Group rights in biolaw: a model approach
Kanellopoulou, Konstantina Nadja
This thesis investigates legal, ethical and social aspects of group participation in genomic research. Groups in research are diverse. They can be families, patient groups, native tribes, local communities, ethnic collectives or entire national populations united by disease heredity, common cultural or personal ties. Despite rapidly rising scientific and policy interest in research with groups, legal protections for group rights and responsibilities are scarce. This work discusses current problems in defining what constitutes groups, together with dominant normative assumptions and ambiguities in existing research protections. It focuses on key issues of representation, accountability, resourcesharing and control in the management of scientific and commercial uses of group research.
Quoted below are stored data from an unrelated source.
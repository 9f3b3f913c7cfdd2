use std::path::Path;
use std::process::{Command, Output};
use tempfile::tempdir;

fn bin() -> String {
    env!("CARGO_BIN_EXE_rollsync").to_string()
}

fn run(args: &[&Path], flags: &[&str]) -> Output {
    Command::new(bin())
        .args(flags)
        .args(args)
        .output()
        .unwrap()
}

#[test]
fn cli_signature_delta_patch_roundtrip() {
    let dir = tempdir().unwrap();
    let basis = dir.path().join("basis.bin");
    let new = dir.path().join("new.bin");
    let sig = dir.path().join("basis.sig");
    let delta = dir.path().join("new.delta");
    let output = dir.path().join("output.bin");

    std::fs::write(&basis, b"abcde12345abcde12345").unwrap();
    std::fs::write(&new, b"abcdeXXXXXabcde12345!").unwrap();

    let out = run(&[&basis, &sig], &["--block-size", "5", "signature"]);
    assert!(out.status.success(), "{}", String::from_utf8_lossy(&out.stderr));
    // Four blocks of 24 bytes after the count.
    assert_eq!(std::fs::metadata(&sig).unwrap().len(), 4 + 4 * 24);

    let out = run(&[&sig, &new, &delta], &["--block-size", "5", "delta"]);
    assert!(out.status.success(), "{}", String::from_utf8_lossy(&out.stderr));

    let out = run(&[&basis, &delta, &output], &["--block-size", "5", "patch"]);
    assert!(out.status.success(), "{}", String::from_utf8_lossy(&out.stderr));
    assert_eq!(
        std::fs::read(&output).unwrap(),
        std::fs::read(&new).unwrap()
    );
}

#[test]
fn cli_refuses_to_overwrite_without_force() {
    let dir = tempdir().unwrap();
    let basis = dir.path().join("basis.bin");
    let sig = dir.path().join("basis.sig");
    std::fs::write(&basis, b"some basis content").unwrap();
    std::fs::write(&sig, b"existing").unwrap();

    let out = run(&[&basis, &sig], &["signature"]);
    assert!(!out.status.success());
    assert_eq!(std::fs::read(&sig).unwrap(), b"existing");

    let out = run(&[&basis, &sig], &["--force", "signature"]);
    assert!(out.status.success());
    assert_ne!(std::fs::read(&sig).unwrap(), b"existing");
}

#[test]
fn cli_json_stats() {
    let dir = tempdir().unwrap();
    let basis = dir.path().join("basis.bin");
    let sig = dir.path().join("basis.sig");
    std::fs::write(&basis, vec![7u8; 4096]).unwrap();

    let out = run(&[&basis, &sig], &["--json", "-b", "1K", "signature"]);
    assert!(out.status.success());
    let json: serde_json::Value = serde_json::from_slice(&out.stderr).unwrap();
    assert_eq!(json["command"], "signature");
    assert_eq!(json["block_size"], 1024);
    assert_eq!(json["blocks"], 4);
    assert_eq!(json["basis_size"], 4096);
}

#[test]
fn cli_patch_checks_expected_digest() {
    let dir = tempdir().unwrap();
    let basis = dir.path().join("basis.bin");
    let new = dir.path().join("new.bin");
    let sig = dir.path().join("basis.sig");
    let delta = dir.path().join("new.delta");
    let output = dir.path().join("output.bin");
    std::fs::write(&basis, b"0123456789abcdef").unwrap();
    std::fs::write(&new, b"89abcdef01234567").unwrap();

    assert!(run(&[&basis, &sig], &["-b", "8", "signature"]).status.success());
    assert!(run(&[&sig, &new, &delta], &["-b", "8", "delta"]).status.success());

    let wrong = "00".repeat(32);
    let out = run(
        &[&basis, &delta, &output],
        &["-b", "8", "patch", "--expect-sha256", &wrong],
    );
    assert!(!out.status.success());
    assert!(String::from_utf8_lossy(&out.stderr).contains("mismatch"));
}

#[test]
fn cli_patch_rejects_malformed_digest() {
    let dir = tempdir().unwrap();
    let basis = dir.path().join("basis.bin");
    let sig = dir.path().join("basis.sig");
    let delta = dir.path().join("basis.delta");
    let output = dir.path().join("output.bin");
    std::fs::write(&basis, b"0123456789abcdef").unwrap();

    assert!(run(&[&basis, &sig], &["-b", "8", "signature"]).status.success());
    assert!(run(&[&sig, &basis, &delta], &["-b", "8", "delta"]).status.success());

    let out = run(
        &[&basis, &delta, &output],
        &["-b", "8", "patch", "--expect-sha256", "not-a-digest"],
    );
    assert!(!out.status.success());
    let stderr = String::from_utf8_lossy(&out.stderr);
    assert!(stderr.contains("invalid digest"), "{stderr}");
    assert!(!stderr.contains("mismatch"), "{stderr}");
}

#[test]
fn cli_patch_rejects_corrupt_delta() {
    let dir = tempdir().unwrap();
    let basis = dir.path().join("basis.bin");
    let delta = dir.path().join("bad.delta");
    let output = dir.path().join("output.bin");
    std::fs::write(&basis, b"basis").unwrap();
    std::fs::write(&delta, [0x07u8, 0, 0]).unwrap();

    let out = run(&[&basis, &delta, &output], &["patch"]);
    assert!(!out.status.success());
    assert!(String::from_utf8_lossy(&out.stderr).contains("unknown delta instruction tag"));
}

#[test]
fn cli_config_works() {
    let out = Command::new(bin()).arg("config").output().unwrap();
    assert!(out.status.success());
}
It highlights the increasing value of groups as research partners and examines emerging cooperative models, in the quest for appropriate legal frameworks for group protections. The thesis recommends a new concept of group empowerment and considers legal models for the implementation of the empowerment principle in modern research ethics. It proposes a way forward for law to focus on the collaborative aspects of group-researcher relationships, and to identify group research gifts as conditional, reciprocal returns of favours. Under the principle of group empowerment, reciprocity and cooperation are central in the development of adequate mechanisms for group protections. This new approach contributes to current thinking about ways to redress inequities in the balance of power between groups and researchers, build viable mechanisms for shared governance, and facilitate group involvement in genomic endeavours.